%%

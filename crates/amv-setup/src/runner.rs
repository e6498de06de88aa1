//! Sequential execution of a command plan.
//!
//! Steps run strictly in order. A failed step is recorded and the run moves
//! on; the caller decides what a partial failure means. Cancellation is
//! checked between steps only, so a launched step always runs to completion
//! or to its timeout. Every invocation and its output go to the audit log.

use crate::classify::classify_failure;
use crate::planner::{CommandStep, SwitchPlan};
use amv_core::config::SetupConfig;
use amv_core::platform::{run_async_with_timeout, CapturedOutput};
use amv_core::{AmvError, AuditLog, CancellationToken, Result};
use async_trait::async_trait;
use serde::Serialize;
use std::sync::Arc;
use std::time::Duration;
use tracing::{debug, info, warn};

/// Runs one argument vector. The seam tests replace.
#[async_trait]
pub trait CommandExecutor: Send + Sync {
    async fn execute(&self, argv: &[String], timeout: Duration) -> Result<CapturedOutput>;
}

/// Spawns real processes through tokio.
#[derive(Debug, Default, Clone, Copy)]
pub struct ProcessExecutor;

#[async_trait]
impl CommandExecutor for ProcessExecutor {
    async fn execute(&self, argv: &[String], timeout: Duration) -> Result<CapturedOutput> {
        run_async_with_timeout(argv, timeout).await
    }
}

/// A step that did not succeed.
#[derive(Debug, Clone, PartialEq, Eq, Serialize)]
pub struct StepError {
    /// 1-based position in the plan.
    pub index: usize,
    pub label: String,
    pub message: String,
}

impl From<StepError> for AmvError {
    fn from(err: StepError) -> Self {
        AmvError::StepFailed {
            index: err.index,
            message: err.message,
        }
    }
}

/// Outcome of running a whole plan.
#[derive(Debug, Clone, Default, PartialEq, Eq, Serialize)]
pub struct RunResult {
    pub errors: Vec<StepError>,
    /// Steps that were launched (informational steps are never launched).
    pub executed: usize,
    pub cancelled: bool,
}

impl RunResult {
    /// True only when every step ran and none failed.
    pub fn is_success(&self) -> bool {
        self.errors.is_empty() && !self.cancelled
    }
}

/// Per-step notifications for the UI-owning side.
#[derive(Debug, Clone, PartialEq, Eq, Serialize)]
#[serde(tag = "event", rename_all = "snake_case")]
pub enum StepEvent {
    Started { index: usize, total: usize, label: String },
    Manual { index: usize, label: String },
    Succeeded { index: usize },
    Failed { index: usize, message: String },
}

pub struct CommandRunner {
    executor: Arc<dyn CommandExecutor>,
    audit: Option<AuditLog>,
    step_timeout: Duration,
    cancel: CancellationToken,
}

impl CommandRunner {
    pub fn new(executor: Arc<dyn CommandExecutor>) -> Self {
        Self {
            executor,
            audit: None,
            step_timeout: SetupConfig::STEP_TIMEOUT,
            cancel: CancellationToken::new(),
        }
    }

    /// Runner that spawns real processes.
    pub fn process() -> Self {
        Self::new(Arc::new(ProcessExecutor))
    }

    pub fn with_audit(mut self, audit: AuditLog) -> Self {
        self.audit = Some(audit);
        self
    }

    pub fn with_step_timeout(mut self, timeout: Duration) -> Self {
        self.step_timeout = timeout;
        self
    }

    pub fn with_cancellation(mut self, token: CancellationToken) -> Self {
        self.cancel = token;
        self
    }

    pub fn cancellation(&self) -> &CancellationToken {
        &self.cancel
    }

    /// Run every step of `plan` in order.
    pub async fn run(&self, plan: &SwitchPlan, mut on_step: impl FnMut(StepEvent) + Send) -> RunResult {
        let total = plan.steps.len();
        let mut result = RunResult::default();

        for (i, step) in plan.steps.iter().enumerate() {
            let index = i + 1;
            if self.cancel.is_cancelled() {
                info!("Run cancelled before step {}/{}", index, total);
                self.audit_line(&format!("cancelled before step {}/{}", index, total));
                result.cancelled = true;
                break;
            }

            if step.is_informational {
                on_step(StepEvent::Manual {
                    index,
                    label: step.label.clone(),
                });
                continue;
            }

            on_step(StepEvent::Started {
                index,
                total,
                label: step.label.clone(),
            });
            result.executed += 1;

            match self.run_step(step).await {
                Ok(()) => on_step(StepEvent::Succeeded { index }),
                Err(message) => {
                    warn!("Step {}/{} ({}) failed: {}", index, total, step.label, message);
                    on_step(StepEvent::Failed {
                        index,
                        message: message.clone(),
                    });
                    result.errors.push(StepError {
                        index,
                        label: step.label.clone(),
                        message,
                    });
                }
            }
        }

        debug!(
            "Plan finished: {} executed, {} failed, cancelled={}",
            result.executed,
            result.errors.len(),
            result.cancelled
        );
        result
    }

    async fn run_step(&self, step: &CommandStep) -> std::result::Result<(), String> {
        if let Some(audit) = &self.audit {
            audit.command(&step.argv);
        }

        match self.executor.execute(&step.argv, self.step_timeout).await {
            Ok(output) => {
                if let Some(audit) = &self.audit {
                    audit.command_output(output.code, &output.stdout, &output.stderr);
                }
                if output.success() {
                    Ok(())
                } else {
                    Err(classify_failure(output.code, &output.stdout, &output.stderr))
                }
            }
            Err(e) => {
                self.audit_line(&format!("error: {}", e));
                Err(e.to_string())
            }
        }
    }

    fn audit_line(&self, text: &str) {
        if let Some(audit) = &self.audit {
            audit.append(text);
        }
    }
}

#[cfg(test)]
mod tests {
    use super::*;
    use std::sync::Mutex;

    /// Fails any argv whose last element is in `fail`.
    #[derive(Default)]
    struct ScriptedExecutor {
        fail: Vec<&'static str>,
        seen: Mutex<Vec<Vec<String>>>,
    }

    #[async_trait]
    impl CommandExecutor for ScriptedExecutor {
        async fn execute(&self, argv: &[String], _timeout: Duration) -> Result<CapturedOutput> {
            self.seen.lock().unwrap().push(argv.to_vec());
            let last = argv.last().map(String::as_str).unwrap_or_default();
            if last == "missing" {
                return Err(AmvError::ToolNotFound { tool: "pip".into() });
            }
            if self.fail.contains(&last) {
                return Ok(CapturedOutput {
                    code: Some(1),
                    stdout: String::new(),
                    stderr: format!("Collecting {last}\nERROR: could not install {last}\n"),
                });
            }
            Ok(CapturedOutput {
                code: Some(0),
                ..CapturedOutput::default()
            })
        }
    }

    fn plan(names: &[&str]) -> SwitchPlan {
        SwitchPlan {
            target: amv_core::SetupType::Cpu,
            steps: names
                .iter()
                .map(|n| CommandStep::command(*n, vec!["pip".into(), n.to_string()]))
                .collect(),
            already_satisfied: false,
        }
    }

    #[tokio::test]
    async fn test_failed_step_does_not_stop_the_run() {
        let executor = Arc::new(ScriptedExecutor {
            fail: vec!["b"],
            ..Default::default()
        });
        let runner = CommandRunner::new(executor.clone());
        let mut events = Vec::new();
        let result = runner.run(&plan(&["a", "b", "c"]), |e| events.push(e)).await;

        assert_eq!(result.executed, 3);
        assert_eq!(result.errors.len(), 1);
        assert_eq!(result.errors[0].index, 2);
        assert_eq!(result.errors[0].message, "ERROR: could not install b");
        assert!(!result.is_success());
        assert_eq!(executor.seen.lock().unwrap().len(), 3);
        assert!(events.contains(&StepEvent::Succeeded { index: 3 }));
    }

    #[tokio::test]
    async fn test_spawn_errors_become_step_errors() {
        let runner = CommandRunner::new(Arc::new(ScriptedExecutor::default()));
        let result = runner.run(&plan(&["missing", "ok"]), |_| {}).await;
        assert_eq!(result.errors.len(), 1);
        assert!(result.errors[0].message.contains("not found"));
        assert_eq!(result.executed, 2);
    }

    #[tokio::test]
    async fn test_cancel_between_steps() {
        let executor = Arc::new(ScriptedExecutor::default());
        let token = CancellationToken::new();
        let runner = CommandRunner::new(executor.clone()).with_cancellation(token.clone());

        let result = runner
            .run(&plan(&["a", "b", "c"]), |e| {
                if e == (StepEvent::Succeeded { index: 1 }) {
                    token.cancel();
                }
            })
            .await;

        assert!(result.cancelled);
        assert!(!result.is_success());
        assert_eq!(result.executed, 1);
        assert_eq!(executor.seen.lock().unwrap().len(), 1);
    }

    #[tokio::test]
    async fn test_informational_steps_are_reported_not_run() {
        let executor = Arc::new(ScriptedExecutor::default());
        let runner = CommandRunner::new(executor.clone());
        let mut steps = plan(&["a"]);
        steps.steps.insert(0, CommandStep::informational("Install FFmpeg manually"));

        let mut events = Vec::new();
        let result = runner.run(&steps, |e| events.push(e)).await;

        assert!(result.is_success());
        assert_eq!(result.executed, 1);
        assert_eq!(
            events[0],
            StepEvent::Manual {
                index: 1,
                label: "Install FFmpeg manually".into()
            }
        );
        assert_eq!(executor.seen.lock().unwrap()[0], vec!["pip", "a"]);
    }

    #[tokio::test]
    async fn test_steps_are_audited() {
        let temp = tempfile::TempDir::new().unwrap();
        let audit = AuditLog::new(temp.path());
        let runner = CommandRunner::new(Arc::new(ScriptedExecutor {
            fail: vec!["b"],
            ..Default::default()
        }))
        .with_audit(audit.clone());
        runner.run(&plan(&["a", "b"]), |_| {}).await;

        let log = std::fs::read_to_string(audit.current_file()).unwrap();
        assert!(log.contains("$ pip a"));
        assert!(log.contains("$ pip b"));
        assert!(log.contains("exit=1"));
        assert!(log.contains("ERROR: could not install b"));
    }
}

%%

> _Activity_
Using the listing above, locate the lines that hold "match" and copy each one.

> _Written answer_
            match self.run_step(step).await {
        match self.executor.execute(&step.argv, self.step_timeout).await {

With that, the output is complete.